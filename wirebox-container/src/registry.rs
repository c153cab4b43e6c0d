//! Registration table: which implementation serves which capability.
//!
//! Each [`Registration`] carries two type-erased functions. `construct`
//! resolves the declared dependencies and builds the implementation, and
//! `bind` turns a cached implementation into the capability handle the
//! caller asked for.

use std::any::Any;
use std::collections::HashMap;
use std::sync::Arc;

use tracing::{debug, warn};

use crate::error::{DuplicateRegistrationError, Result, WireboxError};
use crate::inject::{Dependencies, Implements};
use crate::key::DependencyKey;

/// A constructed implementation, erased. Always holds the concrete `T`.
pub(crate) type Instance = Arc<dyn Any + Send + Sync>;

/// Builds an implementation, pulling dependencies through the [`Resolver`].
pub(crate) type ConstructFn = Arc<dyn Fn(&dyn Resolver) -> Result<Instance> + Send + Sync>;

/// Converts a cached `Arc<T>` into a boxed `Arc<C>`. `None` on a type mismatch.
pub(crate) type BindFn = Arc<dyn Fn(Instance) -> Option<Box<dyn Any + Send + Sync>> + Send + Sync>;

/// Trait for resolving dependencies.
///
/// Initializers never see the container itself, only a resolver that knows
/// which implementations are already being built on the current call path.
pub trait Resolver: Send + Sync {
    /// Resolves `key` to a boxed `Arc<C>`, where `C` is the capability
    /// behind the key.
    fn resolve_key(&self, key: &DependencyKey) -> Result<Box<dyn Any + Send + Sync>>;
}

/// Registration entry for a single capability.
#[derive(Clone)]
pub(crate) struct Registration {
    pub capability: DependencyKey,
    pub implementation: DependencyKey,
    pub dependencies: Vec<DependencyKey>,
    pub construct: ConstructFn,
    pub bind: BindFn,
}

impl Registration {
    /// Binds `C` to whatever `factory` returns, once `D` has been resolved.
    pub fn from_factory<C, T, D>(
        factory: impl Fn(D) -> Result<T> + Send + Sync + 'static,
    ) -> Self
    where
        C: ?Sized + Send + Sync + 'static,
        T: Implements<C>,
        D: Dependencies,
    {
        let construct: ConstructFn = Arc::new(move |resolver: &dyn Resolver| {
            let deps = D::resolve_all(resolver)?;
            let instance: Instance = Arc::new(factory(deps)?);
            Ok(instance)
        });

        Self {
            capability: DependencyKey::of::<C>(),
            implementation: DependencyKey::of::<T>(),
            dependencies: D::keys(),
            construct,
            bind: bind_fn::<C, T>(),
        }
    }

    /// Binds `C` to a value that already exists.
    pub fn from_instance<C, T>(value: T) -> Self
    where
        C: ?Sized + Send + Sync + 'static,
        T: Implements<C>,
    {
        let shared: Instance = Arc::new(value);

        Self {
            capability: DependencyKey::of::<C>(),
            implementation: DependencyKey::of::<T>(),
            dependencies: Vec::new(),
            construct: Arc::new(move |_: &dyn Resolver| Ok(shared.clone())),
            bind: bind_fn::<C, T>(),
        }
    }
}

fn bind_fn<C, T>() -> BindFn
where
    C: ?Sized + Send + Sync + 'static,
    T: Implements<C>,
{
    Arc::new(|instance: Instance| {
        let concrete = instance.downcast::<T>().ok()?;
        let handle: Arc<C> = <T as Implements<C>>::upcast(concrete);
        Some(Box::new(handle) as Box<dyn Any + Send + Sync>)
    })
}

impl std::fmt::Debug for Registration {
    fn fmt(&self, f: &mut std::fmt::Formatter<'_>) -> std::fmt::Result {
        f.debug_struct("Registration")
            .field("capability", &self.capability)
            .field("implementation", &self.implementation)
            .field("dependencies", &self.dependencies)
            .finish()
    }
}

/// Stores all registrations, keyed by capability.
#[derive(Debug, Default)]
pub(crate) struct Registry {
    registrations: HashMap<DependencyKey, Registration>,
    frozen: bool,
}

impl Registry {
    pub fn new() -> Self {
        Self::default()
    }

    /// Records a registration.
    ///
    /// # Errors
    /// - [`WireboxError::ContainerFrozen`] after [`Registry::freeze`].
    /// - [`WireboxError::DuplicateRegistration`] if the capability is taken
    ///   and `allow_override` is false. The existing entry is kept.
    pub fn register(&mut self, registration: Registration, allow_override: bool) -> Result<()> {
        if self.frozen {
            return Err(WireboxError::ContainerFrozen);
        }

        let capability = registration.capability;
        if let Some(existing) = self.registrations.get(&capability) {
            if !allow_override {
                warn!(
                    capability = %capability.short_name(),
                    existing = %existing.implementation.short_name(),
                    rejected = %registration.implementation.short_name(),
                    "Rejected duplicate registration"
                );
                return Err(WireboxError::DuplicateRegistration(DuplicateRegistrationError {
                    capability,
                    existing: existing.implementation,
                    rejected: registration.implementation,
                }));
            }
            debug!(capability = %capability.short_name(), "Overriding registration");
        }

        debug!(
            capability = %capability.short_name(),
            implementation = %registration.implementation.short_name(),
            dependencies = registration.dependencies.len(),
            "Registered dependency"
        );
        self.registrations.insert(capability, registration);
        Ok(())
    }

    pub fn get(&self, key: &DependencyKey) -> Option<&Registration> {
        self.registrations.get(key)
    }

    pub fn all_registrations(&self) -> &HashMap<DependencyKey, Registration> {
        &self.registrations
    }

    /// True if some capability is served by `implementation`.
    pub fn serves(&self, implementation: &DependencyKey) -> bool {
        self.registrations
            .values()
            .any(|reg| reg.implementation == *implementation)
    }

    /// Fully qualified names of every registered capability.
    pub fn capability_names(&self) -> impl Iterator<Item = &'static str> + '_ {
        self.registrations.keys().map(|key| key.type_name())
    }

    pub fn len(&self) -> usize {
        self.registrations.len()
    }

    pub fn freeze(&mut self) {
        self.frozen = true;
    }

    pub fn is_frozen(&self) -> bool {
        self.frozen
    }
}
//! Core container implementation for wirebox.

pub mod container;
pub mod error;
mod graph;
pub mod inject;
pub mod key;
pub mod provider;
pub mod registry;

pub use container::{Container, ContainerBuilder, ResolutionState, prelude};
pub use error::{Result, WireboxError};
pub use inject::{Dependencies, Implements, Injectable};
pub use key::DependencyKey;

**WHAT YOU NEED TO DO:** Count the lines in the listing that hold the word "which", then give the number and nothing else.

**ANSWER TO THE EXERCISE:** 2